### Task goal
Wherever the string "UnknownController" occurs in a line of these records, report that line.

### Input records
::::::::::

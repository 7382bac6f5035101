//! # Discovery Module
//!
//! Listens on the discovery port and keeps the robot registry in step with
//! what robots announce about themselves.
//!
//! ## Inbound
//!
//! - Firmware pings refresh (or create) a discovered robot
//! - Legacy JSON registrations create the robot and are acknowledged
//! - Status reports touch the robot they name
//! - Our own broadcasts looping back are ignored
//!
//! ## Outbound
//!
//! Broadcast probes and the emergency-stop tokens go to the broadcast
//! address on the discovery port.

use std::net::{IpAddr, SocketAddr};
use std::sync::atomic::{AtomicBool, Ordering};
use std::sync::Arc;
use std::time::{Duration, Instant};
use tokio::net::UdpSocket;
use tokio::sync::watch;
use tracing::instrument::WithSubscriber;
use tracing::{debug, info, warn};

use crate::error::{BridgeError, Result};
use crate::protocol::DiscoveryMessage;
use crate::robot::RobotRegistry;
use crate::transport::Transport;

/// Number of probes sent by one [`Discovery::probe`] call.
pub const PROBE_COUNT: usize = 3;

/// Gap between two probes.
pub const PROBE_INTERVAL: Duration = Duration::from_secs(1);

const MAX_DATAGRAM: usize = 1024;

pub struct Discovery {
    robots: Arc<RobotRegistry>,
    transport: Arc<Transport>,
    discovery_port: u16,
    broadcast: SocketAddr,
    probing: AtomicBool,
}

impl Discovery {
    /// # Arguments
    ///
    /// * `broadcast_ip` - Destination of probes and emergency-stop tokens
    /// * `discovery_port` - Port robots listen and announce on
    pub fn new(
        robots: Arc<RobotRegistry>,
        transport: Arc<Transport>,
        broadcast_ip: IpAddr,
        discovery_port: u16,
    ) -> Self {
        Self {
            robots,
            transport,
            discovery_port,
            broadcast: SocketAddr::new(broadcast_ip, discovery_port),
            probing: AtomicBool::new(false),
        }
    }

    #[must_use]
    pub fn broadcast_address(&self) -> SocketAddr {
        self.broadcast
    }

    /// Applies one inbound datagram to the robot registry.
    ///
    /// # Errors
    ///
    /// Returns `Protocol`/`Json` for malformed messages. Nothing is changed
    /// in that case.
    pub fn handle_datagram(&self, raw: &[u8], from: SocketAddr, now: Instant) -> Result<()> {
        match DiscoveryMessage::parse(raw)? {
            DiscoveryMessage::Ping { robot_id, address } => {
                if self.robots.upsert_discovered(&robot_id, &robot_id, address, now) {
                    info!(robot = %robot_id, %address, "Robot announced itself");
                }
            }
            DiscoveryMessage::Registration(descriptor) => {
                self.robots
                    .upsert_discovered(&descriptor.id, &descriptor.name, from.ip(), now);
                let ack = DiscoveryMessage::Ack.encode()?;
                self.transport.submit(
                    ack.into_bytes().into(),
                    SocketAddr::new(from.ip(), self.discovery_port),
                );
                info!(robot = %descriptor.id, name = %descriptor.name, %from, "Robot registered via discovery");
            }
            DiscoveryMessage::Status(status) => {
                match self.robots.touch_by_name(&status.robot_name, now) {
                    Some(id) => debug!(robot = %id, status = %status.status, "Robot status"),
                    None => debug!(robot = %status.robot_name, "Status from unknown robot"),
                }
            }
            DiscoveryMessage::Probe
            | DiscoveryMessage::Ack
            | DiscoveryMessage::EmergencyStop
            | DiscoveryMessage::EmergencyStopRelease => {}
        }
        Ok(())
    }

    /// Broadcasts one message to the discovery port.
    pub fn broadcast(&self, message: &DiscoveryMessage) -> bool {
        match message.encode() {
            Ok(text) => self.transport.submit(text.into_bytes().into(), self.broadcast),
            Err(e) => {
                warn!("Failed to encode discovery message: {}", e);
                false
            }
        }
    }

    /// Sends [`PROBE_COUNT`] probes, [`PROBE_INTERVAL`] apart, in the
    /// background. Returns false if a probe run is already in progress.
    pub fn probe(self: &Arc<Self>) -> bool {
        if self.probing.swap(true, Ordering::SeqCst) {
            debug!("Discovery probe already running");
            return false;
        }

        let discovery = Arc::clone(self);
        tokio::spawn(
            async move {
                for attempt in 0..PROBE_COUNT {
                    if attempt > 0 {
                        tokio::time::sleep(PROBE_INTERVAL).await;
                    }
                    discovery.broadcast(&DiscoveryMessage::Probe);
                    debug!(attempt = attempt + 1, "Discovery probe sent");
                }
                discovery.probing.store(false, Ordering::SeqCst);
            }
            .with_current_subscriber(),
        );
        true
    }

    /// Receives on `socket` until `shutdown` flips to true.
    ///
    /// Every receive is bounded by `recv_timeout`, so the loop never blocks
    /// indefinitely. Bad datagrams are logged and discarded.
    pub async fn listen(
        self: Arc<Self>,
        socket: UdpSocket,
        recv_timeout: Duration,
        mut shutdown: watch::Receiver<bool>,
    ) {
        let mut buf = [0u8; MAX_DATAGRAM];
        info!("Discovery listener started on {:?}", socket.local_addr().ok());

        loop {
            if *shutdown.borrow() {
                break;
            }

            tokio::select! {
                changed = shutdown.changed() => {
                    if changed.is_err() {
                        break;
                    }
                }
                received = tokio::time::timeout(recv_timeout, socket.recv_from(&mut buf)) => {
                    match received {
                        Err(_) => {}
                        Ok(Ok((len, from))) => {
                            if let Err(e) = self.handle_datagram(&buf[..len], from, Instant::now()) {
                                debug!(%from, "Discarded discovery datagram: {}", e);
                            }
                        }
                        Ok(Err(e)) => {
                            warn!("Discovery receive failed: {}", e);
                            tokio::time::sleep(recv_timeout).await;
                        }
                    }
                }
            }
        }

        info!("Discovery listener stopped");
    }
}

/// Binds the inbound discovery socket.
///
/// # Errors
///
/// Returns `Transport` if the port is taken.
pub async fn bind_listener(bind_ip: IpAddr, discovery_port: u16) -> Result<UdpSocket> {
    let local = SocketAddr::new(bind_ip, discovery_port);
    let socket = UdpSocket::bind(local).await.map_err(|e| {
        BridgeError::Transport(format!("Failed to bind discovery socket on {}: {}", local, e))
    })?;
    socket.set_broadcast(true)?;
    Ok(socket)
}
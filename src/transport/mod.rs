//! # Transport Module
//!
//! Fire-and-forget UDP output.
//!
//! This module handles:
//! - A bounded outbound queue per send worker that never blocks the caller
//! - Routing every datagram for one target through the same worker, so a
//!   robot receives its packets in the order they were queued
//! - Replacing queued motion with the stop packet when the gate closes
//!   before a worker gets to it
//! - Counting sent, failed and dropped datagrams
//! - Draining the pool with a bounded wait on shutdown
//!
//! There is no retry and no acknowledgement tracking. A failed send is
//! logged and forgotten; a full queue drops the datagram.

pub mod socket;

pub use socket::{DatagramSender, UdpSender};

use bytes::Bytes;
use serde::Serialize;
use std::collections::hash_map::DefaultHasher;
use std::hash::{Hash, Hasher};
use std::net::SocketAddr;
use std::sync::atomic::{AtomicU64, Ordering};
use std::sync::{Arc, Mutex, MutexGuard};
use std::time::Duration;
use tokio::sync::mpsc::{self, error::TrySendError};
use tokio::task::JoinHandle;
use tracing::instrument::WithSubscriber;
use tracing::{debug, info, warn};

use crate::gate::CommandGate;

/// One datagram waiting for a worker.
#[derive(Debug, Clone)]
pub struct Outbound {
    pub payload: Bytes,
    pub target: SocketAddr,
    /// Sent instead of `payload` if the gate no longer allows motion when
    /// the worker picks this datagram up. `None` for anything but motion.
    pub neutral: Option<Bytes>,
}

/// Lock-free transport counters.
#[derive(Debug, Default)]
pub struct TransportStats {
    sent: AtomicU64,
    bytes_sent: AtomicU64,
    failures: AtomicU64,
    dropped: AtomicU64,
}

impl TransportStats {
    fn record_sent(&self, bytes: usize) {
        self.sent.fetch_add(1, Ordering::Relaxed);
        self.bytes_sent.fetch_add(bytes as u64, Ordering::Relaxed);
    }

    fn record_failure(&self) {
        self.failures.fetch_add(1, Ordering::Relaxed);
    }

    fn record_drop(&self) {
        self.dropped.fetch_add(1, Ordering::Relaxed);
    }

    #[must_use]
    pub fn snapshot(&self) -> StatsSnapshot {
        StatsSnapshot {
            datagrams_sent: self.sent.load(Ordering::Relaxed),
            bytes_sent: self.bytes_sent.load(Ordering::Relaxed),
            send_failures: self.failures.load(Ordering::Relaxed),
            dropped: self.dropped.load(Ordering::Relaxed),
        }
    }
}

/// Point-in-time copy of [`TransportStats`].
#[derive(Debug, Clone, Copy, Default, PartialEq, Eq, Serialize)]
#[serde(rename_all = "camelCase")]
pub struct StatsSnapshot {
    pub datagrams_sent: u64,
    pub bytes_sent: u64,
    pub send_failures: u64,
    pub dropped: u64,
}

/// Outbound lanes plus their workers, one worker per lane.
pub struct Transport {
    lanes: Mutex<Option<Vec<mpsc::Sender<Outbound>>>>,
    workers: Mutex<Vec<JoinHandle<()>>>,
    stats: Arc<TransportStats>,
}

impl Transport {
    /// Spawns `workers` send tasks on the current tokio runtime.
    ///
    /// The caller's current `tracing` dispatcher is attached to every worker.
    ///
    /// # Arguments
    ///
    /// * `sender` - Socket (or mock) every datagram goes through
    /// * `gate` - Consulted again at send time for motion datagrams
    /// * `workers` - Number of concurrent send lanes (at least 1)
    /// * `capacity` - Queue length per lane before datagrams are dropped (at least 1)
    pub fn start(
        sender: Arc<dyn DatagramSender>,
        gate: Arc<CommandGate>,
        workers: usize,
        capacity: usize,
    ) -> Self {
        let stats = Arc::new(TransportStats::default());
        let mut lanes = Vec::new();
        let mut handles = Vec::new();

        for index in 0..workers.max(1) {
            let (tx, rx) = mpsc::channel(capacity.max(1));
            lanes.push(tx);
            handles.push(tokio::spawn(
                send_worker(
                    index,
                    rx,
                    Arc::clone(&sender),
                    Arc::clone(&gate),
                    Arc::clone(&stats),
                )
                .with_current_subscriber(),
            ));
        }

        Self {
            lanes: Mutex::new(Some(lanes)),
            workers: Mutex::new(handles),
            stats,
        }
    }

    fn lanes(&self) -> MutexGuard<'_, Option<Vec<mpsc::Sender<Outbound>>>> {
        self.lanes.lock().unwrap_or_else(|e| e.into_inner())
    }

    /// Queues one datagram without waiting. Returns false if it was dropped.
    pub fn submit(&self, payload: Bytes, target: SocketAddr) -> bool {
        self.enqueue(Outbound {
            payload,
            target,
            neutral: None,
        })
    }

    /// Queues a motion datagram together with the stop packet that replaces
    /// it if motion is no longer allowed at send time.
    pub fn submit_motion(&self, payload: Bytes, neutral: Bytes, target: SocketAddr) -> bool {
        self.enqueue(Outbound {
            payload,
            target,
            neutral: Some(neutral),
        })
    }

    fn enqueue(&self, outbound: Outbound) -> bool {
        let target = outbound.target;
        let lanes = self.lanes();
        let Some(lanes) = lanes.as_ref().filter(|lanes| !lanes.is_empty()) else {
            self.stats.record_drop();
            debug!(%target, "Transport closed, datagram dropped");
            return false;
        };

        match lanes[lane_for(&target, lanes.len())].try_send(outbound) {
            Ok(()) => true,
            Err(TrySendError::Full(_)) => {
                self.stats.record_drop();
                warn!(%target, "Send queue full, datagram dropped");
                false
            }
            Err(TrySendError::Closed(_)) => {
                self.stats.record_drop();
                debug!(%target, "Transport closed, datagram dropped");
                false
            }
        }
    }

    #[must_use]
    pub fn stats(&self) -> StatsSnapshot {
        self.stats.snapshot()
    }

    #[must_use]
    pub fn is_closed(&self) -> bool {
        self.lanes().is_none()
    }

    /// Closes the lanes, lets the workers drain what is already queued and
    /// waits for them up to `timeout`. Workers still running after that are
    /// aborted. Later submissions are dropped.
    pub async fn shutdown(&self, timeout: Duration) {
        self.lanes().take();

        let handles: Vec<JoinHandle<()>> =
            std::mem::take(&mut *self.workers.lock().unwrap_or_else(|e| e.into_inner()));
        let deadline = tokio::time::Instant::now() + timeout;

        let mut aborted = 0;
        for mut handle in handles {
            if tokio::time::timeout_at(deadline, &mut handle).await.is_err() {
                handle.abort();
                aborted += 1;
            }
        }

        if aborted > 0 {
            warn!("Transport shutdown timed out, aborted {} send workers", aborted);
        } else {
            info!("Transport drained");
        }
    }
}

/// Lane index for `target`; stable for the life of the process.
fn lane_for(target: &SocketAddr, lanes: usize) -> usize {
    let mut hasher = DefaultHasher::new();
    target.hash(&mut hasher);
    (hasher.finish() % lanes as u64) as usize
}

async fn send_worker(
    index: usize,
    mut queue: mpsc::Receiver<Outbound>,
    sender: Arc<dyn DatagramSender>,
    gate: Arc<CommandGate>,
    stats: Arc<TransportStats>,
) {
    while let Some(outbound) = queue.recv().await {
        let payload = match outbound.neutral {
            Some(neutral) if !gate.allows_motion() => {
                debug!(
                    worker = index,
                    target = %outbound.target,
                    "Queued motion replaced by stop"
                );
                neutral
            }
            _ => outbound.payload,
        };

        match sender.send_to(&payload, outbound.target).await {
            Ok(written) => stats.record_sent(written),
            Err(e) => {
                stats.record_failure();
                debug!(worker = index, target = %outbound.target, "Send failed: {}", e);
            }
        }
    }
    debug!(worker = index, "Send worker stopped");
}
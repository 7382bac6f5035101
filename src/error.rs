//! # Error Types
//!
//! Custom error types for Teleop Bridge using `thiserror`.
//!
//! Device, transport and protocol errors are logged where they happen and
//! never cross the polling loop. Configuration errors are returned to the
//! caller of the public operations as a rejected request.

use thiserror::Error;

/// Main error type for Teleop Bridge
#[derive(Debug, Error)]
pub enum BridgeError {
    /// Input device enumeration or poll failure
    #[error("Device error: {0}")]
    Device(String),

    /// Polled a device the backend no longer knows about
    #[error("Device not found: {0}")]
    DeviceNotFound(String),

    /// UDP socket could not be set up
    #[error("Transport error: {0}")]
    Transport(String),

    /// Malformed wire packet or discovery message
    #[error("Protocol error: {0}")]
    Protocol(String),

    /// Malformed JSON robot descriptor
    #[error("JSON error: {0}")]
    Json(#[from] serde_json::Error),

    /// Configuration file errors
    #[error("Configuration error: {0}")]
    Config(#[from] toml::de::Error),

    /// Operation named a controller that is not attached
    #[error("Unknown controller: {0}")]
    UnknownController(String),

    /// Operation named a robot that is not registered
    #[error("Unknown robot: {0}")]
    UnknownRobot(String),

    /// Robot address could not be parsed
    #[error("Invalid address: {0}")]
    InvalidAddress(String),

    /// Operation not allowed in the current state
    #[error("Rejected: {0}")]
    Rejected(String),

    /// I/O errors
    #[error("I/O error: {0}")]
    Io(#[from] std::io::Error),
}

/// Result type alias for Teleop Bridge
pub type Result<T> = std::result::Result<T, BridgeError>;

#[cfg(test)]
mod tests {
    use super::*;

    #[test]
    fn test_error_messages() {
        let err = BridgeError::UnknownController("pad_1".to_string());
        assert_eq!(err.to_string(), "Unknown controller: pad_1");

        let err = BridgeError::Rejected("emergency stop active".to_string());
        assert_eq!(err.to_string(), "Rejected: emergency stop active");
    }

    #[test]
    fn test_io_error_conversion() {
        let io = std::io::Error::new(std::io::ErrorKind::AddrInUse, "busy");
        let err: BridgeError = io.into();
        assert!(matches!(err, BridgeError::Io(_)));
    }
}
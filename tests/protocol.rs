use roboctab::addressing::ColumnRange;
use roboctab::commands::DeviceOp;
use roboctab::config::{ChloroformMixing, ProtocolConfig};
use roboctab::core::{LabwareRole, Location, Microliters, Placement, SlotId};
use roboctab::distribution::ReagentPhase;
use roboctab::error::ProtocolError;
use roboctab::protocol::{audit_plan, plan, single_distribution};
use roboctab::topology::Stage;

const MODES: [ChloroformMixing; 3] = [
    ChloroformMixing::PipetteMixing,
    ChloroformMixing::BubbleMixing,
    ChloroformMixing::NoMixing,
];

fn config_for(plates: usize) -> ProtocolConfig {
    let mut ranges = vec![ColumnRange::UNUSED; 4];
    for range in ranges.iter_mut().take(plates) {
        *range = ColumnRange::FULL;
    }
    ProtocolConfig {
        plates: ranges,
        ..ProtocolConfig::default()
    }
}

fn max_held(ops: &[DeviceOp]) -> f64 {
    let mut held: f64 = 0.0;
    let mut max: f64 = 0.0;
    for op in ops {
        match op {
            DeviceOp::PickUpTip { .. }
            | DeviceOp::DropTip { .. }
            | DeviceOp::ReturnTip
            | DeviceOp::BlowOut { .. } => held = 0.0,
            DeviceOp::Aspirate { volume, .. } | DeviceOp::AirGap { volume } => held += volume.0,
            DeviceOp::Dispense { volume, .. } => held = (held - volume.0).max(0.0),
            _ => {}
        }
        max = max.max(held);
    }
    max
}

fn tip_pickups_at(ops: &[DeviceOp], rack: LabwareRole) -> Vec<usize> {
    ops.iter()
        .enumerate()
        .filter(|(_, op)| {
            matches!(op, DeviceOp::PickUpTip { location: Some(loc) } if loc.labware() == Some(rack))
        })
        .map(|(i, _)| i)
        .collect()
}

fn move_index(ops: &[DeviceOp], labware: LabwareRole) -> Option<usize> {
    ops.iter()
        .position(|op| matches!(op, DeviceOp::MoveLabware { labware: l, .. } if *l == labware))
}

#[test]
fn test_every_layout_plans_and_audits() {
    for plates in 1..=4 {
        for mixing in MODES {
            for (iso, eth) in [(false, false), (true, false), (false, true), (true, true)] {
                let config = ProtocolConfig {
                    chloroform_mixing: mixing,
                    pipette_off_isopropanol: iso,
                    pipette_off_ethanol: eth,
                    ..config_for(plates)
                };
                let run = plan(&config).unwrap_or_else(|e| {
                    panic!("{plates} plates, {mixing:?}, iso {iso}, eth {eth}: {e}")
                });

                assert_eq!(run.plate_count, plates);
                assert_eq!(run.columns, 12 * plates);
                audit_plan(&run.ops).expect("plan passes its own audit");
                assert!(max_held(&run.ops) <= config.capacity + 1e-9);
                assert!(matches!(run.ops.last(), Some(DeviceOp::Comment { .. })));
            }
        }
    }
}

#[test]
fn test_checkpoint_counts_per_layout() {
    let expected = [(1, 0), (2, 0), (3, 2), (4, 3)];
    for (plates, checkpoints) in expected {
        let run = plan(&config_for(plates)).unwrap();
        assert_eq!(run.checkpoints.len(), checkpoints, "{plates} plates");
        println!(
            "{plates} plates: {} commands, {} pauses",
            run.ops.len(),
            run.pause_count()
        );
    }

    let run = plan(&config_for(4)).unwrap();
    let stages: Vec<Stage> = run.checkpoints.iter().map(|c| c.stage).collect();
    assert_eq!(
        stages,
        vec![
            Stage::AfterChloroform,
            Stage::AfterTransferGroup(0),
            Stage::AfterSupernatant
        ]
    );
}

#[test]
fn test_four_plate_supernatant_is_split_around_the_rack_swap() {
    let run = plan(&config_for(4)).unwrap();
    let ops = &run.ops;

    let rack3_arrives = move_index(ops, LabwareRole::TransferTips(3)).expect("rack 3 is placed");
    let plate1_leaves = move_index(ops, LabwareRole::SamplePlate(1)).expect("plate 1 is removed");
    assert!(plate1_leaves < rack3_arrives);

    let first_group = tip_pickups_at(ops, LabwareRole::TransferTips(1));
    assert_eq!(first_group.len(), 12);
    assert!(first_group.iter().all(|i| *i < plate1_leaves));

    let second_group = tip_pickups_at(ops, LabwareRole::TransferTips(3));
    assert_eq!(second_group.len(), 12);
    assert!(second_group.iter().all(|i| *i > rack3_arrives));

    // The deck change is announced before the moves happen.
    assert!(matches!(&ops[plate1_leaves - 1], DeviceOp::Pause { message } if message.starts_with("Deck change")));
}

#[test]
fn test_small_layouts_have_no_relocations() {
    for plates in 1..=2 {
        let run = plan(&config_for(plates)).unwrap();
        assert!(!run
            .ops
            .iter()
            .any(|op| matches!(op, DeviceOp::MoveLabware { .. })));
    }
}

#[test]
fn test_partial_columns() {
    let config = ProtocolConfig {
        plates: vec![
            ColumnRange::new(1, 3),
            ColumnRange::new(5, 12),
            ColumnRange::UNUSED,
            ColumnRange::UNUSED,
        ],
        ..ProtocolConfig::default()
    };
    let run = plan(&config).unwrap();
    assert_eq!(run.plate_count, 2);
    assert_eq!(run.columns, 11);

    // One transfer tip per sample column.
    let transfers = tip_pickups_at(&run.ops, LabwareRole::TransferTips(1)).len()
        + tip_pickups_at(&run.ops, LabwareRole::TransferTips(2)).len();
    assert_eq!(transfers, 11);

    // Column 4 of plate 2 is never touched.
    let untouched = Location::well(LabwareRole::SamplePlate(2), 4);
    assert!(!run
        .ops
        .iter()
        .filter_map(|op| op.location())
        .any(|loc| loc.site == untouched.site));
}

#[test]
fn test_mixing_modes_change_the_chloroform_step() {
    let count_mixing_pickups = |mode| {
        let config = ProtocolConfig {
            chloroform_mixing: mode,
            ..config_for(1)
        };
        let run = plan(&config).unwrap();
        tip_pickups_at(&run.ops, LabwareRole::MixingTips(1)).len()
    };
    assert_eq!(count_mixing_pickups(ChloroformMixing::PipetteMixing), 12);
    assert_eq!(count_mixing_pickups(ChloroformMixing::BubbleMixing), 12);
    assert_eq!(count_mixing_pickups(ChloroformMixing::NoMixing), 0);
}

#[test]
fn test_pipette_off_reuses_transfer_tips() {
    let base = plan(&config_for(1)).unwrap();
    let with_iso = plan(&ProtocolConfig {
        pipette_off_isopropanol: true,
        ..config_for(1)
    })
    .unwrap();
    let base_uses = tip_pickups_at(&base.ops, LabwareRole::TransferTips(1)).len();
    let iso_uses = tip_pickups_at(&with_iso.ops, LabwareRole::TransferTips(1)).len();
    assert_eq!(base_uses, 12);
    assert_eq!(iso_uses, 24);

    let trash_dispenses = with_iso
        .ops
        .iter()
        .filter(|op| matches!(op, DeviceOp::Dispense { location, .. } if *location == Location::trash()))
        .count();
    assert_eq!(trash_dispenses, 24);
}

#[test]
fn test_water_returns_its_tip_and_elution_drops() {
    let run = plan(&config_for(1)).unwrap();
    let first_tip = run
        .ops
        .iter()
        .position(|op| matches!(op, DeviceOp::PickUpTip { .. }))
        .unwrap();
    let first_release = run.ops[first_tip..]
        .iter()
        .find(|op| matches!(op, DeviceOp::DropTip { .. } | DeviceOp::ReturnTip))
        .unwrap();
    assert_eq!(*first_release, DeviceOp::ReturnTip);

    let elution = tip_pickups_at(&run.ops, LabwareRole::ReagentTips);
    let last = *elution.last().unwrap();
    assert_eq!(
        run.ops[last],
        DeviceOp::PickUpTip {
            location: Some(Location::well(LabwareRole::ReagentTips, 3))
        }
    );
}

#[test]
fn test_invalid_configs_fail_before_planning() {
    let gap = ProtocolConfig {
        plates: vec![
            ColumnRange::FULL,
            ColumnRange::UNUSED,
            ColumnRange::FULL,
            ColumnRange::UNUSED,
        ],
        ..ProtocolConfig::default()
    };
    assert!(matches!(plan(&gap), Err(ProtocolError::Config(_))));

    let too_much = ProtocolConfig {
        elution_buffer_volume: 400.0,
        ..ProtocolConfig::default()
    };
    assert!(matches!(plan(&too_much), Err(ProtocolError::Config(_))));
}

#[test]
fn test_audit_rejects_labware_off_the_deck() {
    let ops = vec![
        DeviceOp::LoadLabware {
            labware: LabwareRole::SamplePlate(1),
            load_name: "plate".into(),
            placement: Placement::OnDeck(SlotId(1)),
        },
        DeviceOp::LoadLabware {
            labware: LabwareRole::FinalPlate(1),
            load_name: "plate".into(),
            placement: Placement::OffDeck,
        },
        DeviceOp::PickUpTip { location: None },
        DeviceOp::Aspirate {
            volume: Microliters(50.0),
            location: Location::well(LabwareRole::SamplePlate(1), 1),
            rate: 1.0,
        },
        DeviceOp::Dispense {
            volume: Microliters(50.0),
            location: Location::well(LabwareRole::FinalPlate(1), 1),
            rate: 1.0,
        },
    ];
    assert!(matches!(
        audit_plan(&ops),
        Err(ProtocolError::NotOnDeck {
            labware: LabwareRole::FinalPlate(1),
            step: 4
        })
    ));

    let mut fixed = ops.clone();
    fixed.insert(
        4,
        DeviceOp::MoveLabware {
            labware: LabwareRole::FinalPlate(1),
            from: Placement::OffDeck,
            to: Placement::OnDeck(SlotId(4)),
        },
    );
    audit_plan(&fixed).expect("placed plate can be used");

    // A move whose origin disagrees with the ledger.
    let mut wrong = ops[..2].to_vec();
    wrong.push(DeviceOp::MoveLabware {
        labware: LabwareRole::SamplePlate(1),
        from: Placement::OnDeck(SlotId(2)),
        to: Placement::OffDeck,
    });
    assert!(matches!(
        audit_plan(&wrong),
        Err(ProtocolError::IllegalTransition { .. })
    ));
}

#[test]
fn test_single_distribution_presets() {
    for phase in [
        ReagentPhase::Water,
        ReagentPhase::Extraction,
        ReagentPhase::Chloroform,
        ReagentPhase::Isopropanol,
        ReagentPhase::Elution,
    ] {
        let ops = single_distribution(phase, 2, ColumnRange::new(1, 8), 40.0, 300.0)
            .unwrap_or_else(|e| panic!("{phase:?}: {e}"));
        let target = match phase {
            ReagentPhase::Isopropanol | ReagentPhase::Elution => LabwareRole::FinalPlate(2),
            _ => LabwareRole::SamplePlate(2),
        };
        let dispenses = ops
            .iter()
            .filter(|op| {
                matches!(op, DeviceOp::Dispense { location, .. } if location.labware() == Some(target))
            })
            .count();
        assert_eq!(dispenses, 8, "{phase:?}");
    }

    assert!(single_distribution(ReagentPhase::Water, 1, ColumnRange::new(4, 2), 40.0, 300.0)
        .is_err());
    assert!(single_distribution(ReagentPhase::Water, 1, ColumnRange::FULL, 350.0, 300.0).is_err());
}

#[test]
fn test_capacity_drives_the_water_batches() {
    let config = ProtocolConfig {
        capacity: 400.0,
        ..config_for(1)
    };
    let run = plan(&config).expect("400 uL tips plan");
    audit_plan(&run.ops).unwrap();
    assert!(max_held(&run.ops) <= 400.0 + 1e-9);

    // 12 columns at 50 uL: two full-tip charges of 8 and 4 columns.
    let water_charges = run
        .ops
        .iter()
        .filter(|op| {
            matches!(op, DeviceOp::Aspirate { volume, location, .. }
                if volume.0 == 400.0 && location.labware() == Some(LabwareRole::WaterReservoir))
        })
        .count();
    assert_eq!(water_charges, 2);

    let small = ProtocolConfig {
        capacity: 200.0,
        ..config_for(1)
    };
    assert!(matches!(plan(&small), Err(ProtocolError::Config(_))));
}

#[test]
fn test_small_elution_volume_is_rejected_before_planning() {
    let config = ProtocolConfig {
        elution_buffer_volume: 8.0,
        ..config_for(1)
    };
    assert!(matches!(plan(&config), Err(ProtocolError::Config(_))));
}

::::::::::

### Reply to the exercise
    UnknownController(String),
        let err = BridgeError::UnknownController("pad_1".to_string());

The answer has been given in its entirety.